A lire également : Le Temps 13.03.2020 “Horlogerie, les méga-marques milliardaires se renforcent encore”

Leçon #1 : la polarisation de l’industrie s’est accélérée

 Le premier rapport publié avec Morgan Stanley en 2018 avait déjà mis en évidence que seulement 7 marques étaient milliardaires en chiffres d’affaires. Cette situation n’a pas changé en 2019 à la difference qu’Audemars Piguet est passée à la 6ème place de ce club très exclusif. La polarisation entre très peu de marques qui surperforment et une immense majorité de maisons horlogères qui sont au mieux en stagnation et au pire en perte de chiffres d’affaires année après année.

Il y a une seule marque qui rejoindra probablement en 2020 – sauf si la conjoncture actuelle l’en empêche – ce club très exclusif des Milliardaires, Richard Mille. Cette remontée au classement de la 19ème à la 8ème place n’est pas seulement le fruit d’une stratégie marketing implacable, mais surtout l’intégration du chiffre d’affaires dans ses propres boutiques mono marque. La marque a fait une croissance organique de 20% en passant de CHF 300m à CHF 360m de chiffres d’affaires, mais le reste de l’augmentation à CHF 900 millions provient du fait que le chiffre d’affaires de ses boutiques (42 dans le monde) est dorénavant consolidé dans les comptes de la marque.

Le classement est mené par les sept champions qui ont – à une exception près, Tissot – progressé au niveau de leurs ventes. Sur l’ensemble des marques analysées, 50% ont progressé, mais 30% ont reculé et parfois de façon significative.
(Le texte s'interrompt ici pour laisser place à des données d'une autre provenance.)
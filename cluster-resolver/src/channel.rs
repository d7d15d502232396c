//! Provides a tonic [`Channel`] whose endpoints are driven by a [`Resolver`].

use crate::{
    BalancerPolicy, ClientConn, ComponentKind, ResolveError, Resolver, ResolverBuilder,
    ServiceConfig, State, Target,
};
use anyhow::Context as _;
use http::Request;
use std::{
    collections::HashSet,
    sync::{Arc, Mutex, PoisonError},
    task::{Context, Poll},
    time::Duration,
};
use tokio::sync::mpsc::Sender;
use tonic::body::BoxBody;
use tonic::client::GrpcService;
use tonic::transport::{Channel, ClientTlsConfig, Endpoint};
use tower::discover::Change;
use tower_service::Service;
use tracing_futures::Instrument;

// Determines the channel size of the channel we use
// to report endpoint changes to tonic.
// This is effectively how many changes we can report in one go.
// We set the number high to avoid any blocking on our side.
static GRPC_REPORT_ENDPOINTS_CHANNEL_SIZE: usize = 1024;

const DEFAULT_REFRESH_INTERVAL: Duration = Duration::from_secs(10);

/// Implements [`ClientConn`] on top of [`Channel::balance_channel`].
///
/// Every pushed [`State`] is diffed against the endpoints the channel
/// currently knows, and only the difference is reported to tonic. With the
/// `pick_first` policy only the first address is kept.
#[derive(Debug)]
pub(crate) struct TonicClientConn {
    sender: Sender<Change<String, Endpoint>>,
    endpoint_config: EndpointConfig,
    endpoints: Mutex<HashSet<String>>,
}

#[derive(Debug)]
struct EndpointConfig {
    timeout: Option<Duration>,
    connect_timeout: Option<Duration>,
    tls_config: Option<ClientTlsConfig>,
}

impl TonicClientConn {
    fn new(sender: Sender<Change<String, Endpoint>>, endpoint_config: EndpointConfig) -> Self {
        Self {
            sender,
            endpoint_config,
            endpoints: Mutex::new(HashSet::new()),
        }
    }

    fn endpoints(&self) -> HashSet<String> {
        self.endpoints
            .lock()
            .unwrap_or_else(PoisonError::into_inner)
            .clone()
    }

    /// Resolves once the channel stopped listening for endpoint changes,
    /// i.e. every handle to it was dropped.
    async fn channel_closed(&self) {
        self.sender.closed().await
    }

    fn endpoint(&self, addr: &str) -> Result<Endpoint, anyhow::Error> {
        let config = &self.endpoint_config;
        let scheme = if config.tls_config.is_some() {
            "https"
        } else {
            "http"
        };

        let mut endpoint = Endpoint::from_shared(format!("{scheme}://{addr}"))
            .with_context(|| format!("invalid address {addr}"))?;

        if let Some(timeout) = config.timeout {
            endpoint = endpoint.timeout(timeout);
        }
        if let Some(connect_timeout) = config.connect_timeout {
            endpoint = endpoint.connect_timeout(connect_timeout);
        }
        if let Some(tls_config) = &config.tls_config {
            endpoint = endpoint
                .tls_config(tls_config.clone())
                .context("failed to apply tls config")?;
        }

        Ok(endpoint)
    }
}

#[async_trait::async_trait]
impl ClientConn for TonicClientConn {
    async fn update_state(&self, state: State) -> Result<(), anyhow::Error> {
        let policy = state
            .service_config
            .as_ref()
            .and_then(ServiceConfig::balancer_policy);
        let keep = match policy {
            Some(BalancerPolicy::PickFirst) => 1,
            _ => usize::MAX,
        };

        let mut wanted = HashSet::new();
        let mut inserts = Vec::new();
        let valid = state
            .addresses
            .into_iter()
            .filter_map(|address| match self.endpoint(&address.addr) {
                Ok(endpoint) => Some((address.addr, endpoint)),
                Err(err) => {
                    tracing::warn!("skipping address: {:#}", err);
                    None
                }
            });
        // Invalid addresses never count towards `keep`.
        for (addr, endpoint) in valid.take(keep) {
            if wanted.insert(addr.clone()) {
                inserts.push((addr, endpoint));
            }
        }

        let removals = {
            let mut current = self
                .endpoints
                .lock()
                .unwrap_or_else(PoisonError::into_inner);
            inserts.retain(|(addr, _)| !current.contains(addr));
            let removals: Vec<String> = current.difference(&wanted).cloned().collect();
            *current = wanted;
            removals
        };

        for (addr, endpoint) in inserts {
            tracing::debug!("adding endpoint {}", addr);
            self.sender
                .send(Change::Insert(addr, endpoint))
                .await
                .context("channel stopped accepting endpoint changes")?;
        }
        for addr in removals {
            tracing::debug!("removing endpoint {}", addr);
            self.sender
                .send(Change::Remove(addr))
                .await
                .context("channel stopped accepting endpoint changes")?;
        }

        Ok(())
    }

    fn report_error(&self, err: &ResolveError) {
        tracing::warn!("resolver error, keeping previous endpoints: {}", err);
    }

    fn parse_service_config(&self, document: &str) -> Result<ServiceConfig, anyhow::Error> {
        let config = ServiceConfig::from_json(document)?;
        if config.balancer_policy().is_none() {
            anyhow::bail!(
                "no supported load balancing policy in {:?}; must be one of {}",
                config.policy_names().collect::<Vec<_>>(),
                BalancerPolicy::CHOICES.join(", ")
            );
        }
        Ok(config)
    }
}

/// Implements tonic [`GrpcService`] for a [`Channel`] whose endpoints come from
/// a [`Resolver`].
///
/// ```rust
/// #[tokio::main]
/// async fn main() {
///     use cluster_resolver::{ComponentKind, Options, ResolvedChannel, StaticDiscovery};
///     use std::sync::Arc;
///
///     let discovery = StaticDiscovery::default()
///         .with_addrs(ComponentKind::Gateway, ["127.0.0.1:15991"]);
///     let builder = Arc::new(Options::new(discovery).new_builder("cluster1"));
///
///     let channel = ResolvedChannel::builder(builder, ComponentKind::Gateway)
///         .channel()
///         .await
///         .expect("failed to construct ResolvedChannel");
///
///     channel.close();
/// }
/// ```
#[derive(Debug, Clone)]
pub struct ResolvedChannel {
    channel: Channel,
    resolver: Arc<Resolver>,
    cc: Arc<TonicClientConn>,
}

impl From<ResolvedChannel> for Channel {
    fn from(channel: ResolvedChannel) -> Self {
        channel.channel
    }
}

impl ResolvedChannel {
    /// Start configuring a [`ResolvedChannel`] to `component` on the cluster
    /// served by `builder`.
    pub fn builder(
        builder: Arc<ResolverBuilder>,
        component: ComponentKind,
    ) -> ResolvedChannelBuilder {
        ResolvedChannelBuilder::new(builder, component)
    }

    /// The resolver feeding this channel.
    pub fn resolver(&self) -> &Arc<Resolver> {
        &self.resolver
    }

    /// The addresses the channel is currently balancing over.
    pub fn endpoints(&self) -> HashSet<String> {
        self.cc.endpoints()
    }

    /// Close the resolver. The channel keeps its last endpoints but stops
    /// refreshing them.
    pub fn close(&self) {
        self.resolver.close()
    }
}

impl Service<http::Request<BoxBody>> for ResolvedChannel {
    type Response = http::Response<<Channel as GrpcService<BoxBody>>::ResponseBody>;
    type Error = <Channel as GrpcService<BoxBody>>::Error;
    type Future = <Channel as GrpcService<BoxBody>>::Future;

    fn poll_ready(&mut self, cx: &mut Context<'_>) -> Poll<Result<(), Self::Error>> {
        GrpcService::poll_ready(&mut self.channel, cx)
    }

    fn call(&mut self, request: Request<BoxBody>) -> Self::Future {
        GrpcService::call(&mut self.channel, request)
    }
}

/// Builder to configure and create a [`ResolvedChannel`].
pub struct ResolvedChannelBuilder {
    builder: Arc<ResolverBuilder>,
    component: ComponentKind,
    refresh_interval: Option<Duration>,
    timeout: Option<Duration>,
    connect_timeout: Option<Duration>,
    tls_config: Option<ClientTlsConfig>,
}

impl ResolvedChannelBuilder {
    pub fn new(builder: Arc<ResolverBuilder>, component: ComponentKind) -> Self {
        Self {
            builder,
            component,
            refresh_interval: None,
            timeout: None,
            connect_timeout: None,
            tls_config: None,
        }
    }

    /// Set how often the resolver is asked to refresh.
    /// Default interval in seconds is 10.
    pub fn refresh_interval(self, interval: Duration) -> Self {
        Self {
            refresh_interval: Some(interval),
            ..self
        }
    }

    /// Set a request timeout that will be applied to every new `Endpoint`.
    pub fn timeout(self, timeout: Duration) -> Self {
        Self {
            timeout: Some(timeout),
            ..self
        }
    }

    /// Set a connection timeout that will be applied to every new `Endpoint`.
    ///
    /// Defaults to the overall request `timeout` if not set.
    pub fn connect_timeout(self, connect_timeout: Duration) -> Self {
        Self {
            connect_timeout: Some(connect_timeout),
            ..self
        }
    }

    /// Configure the channel to use tls.
    ///
    /// Discovered addresses are dialed as given, so when they are IPs the
    /// `tls_config` should carry the expected domain name.
    pub fn with_tls(self, tls_config: ClientTlsConfig) -> Self {
        Self {
            tls_config: Some(tls_config),
            ..self
        }
    }

    /// Construct a [`ResolvedChannel`].
    ///
    /// The first resolution has run when this returns. Its failure does not
    /// fail construction; the channel simply starts without endpoints and
    /// picks them up on a later refresh.
    pub async fn channel(self) -> Result<ResolvedChannel, anyhow::Error> {
        let refresh_interval = self.refresh_interval.unwrap_or(DEFAULT_REFRESH_INTERVAL);
        if refresh_interval.is_zero() {
            anyhow::bail!("refresh interval must be greater than zero");
        }

        let (channel, sender) =
            Channel::balance_channel::<String>(GRPC_REPORT_ENDPOINTS_CHANNEL_SIZE);

        let cc = Arc::new(TonicClientConn::new(
            sender,
            EndpointConfig {
                timeout: self.timeout,
                connect_timeout: self.connect_timeout.or(self.timeout),
                tls_config: self.tls_config,
            },
        ));

        let target = Target::new(self.builder.scheme(), self.component);
        let resolver = self
            .builder
            .build(&target, Arc::clone(&cc) as Arc<dyn ClientConn>)
            .await
            .with_context(|| format!("failed to build resolver for {target}"))?;

        tokio::spawn(
            refresh_periodically(Arc::clone(&resolver), Arc::clone(&cc), refresh_interval)
                .instrument(tracing::debug_span!("refresh", target = %target)),
        );

        Ok(ResolvedChannel {
            channel,
            resolver,
            cc,
        })
    }
}

/// Calls [`Resolver::resolve_now`] every `interval` until the resolver is
/// closed or the channel is dropped.
async fn refresh_periodically(
    resolver: Arc<Resolver>,
    cc: Arc<TonicClientConn>,
    interval: Duration,
) {
    let mut ticker = tokio::time::interval(interval);
    ticker.set_missed_tick_behavior(tokio::time::MissedTickBehavior::Delay);
    // The first tick fires immediately and the build already resolved once.
    ticker.tick().await;

    loop {
        tokio::select! {
            _ = resolver.closed() => break,
            _ = cc.channel_closed() => {
                resolver.close();
                break;
            }
            _ = ticker.tick() => resolver.resolve_now().await,
        }
    }

    tracing::debug!("stopped refreshing");
}

const _: () = {
    const fn assert_is_send<T: Send>() {}
    assert_is_send::<ResolvedChannelBuilder>();
    assert_is_send::<ResolvedChannel>();
};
Copyright : LuxeConsult, Morgan Stanley Research estimates, 12.03.2020

Le graphique ci-dessous (basé sur les chiffres d’affaires détaillants) démontre de façon impressionnante la suprématie de la marque à la couronne qui détient à elle seule presque un quart du marché de la montre suisse ! Rolex (23,4%) et sa marque sœur Tudor (1,4%) que l’on retrouve à la 20ème place du classement avec CHF 310m de ventes.

 

Leçon #2 : les marques indépendantes performent le mieux ou “the winner takes it all”

L’industrie horlogère suisse est probablement le seul segment du luxe dans lequel les marques indépendantes performent mieux que celles détenues par des groupes cotés en bourse. Le top 4 du classement des indépendants est composé de Rolex, Patek Philippe, Audemars Piguet et Richard Mille qui ont généré un chiffre d’affaires cumulé de CHF 8,7 milliards ce qui représente 35% du marché ! Et ces marques ont réalisé chacune leur meilleur exercice de leur histoire en termes de ventes et de profitabilité.

Ceci est à comparer avec les 55% détenus par les quatre groupes – Swatch Group (17 marques), Richemont (11),  LVMH (6) et Kering (3) – et leurs 37 marques.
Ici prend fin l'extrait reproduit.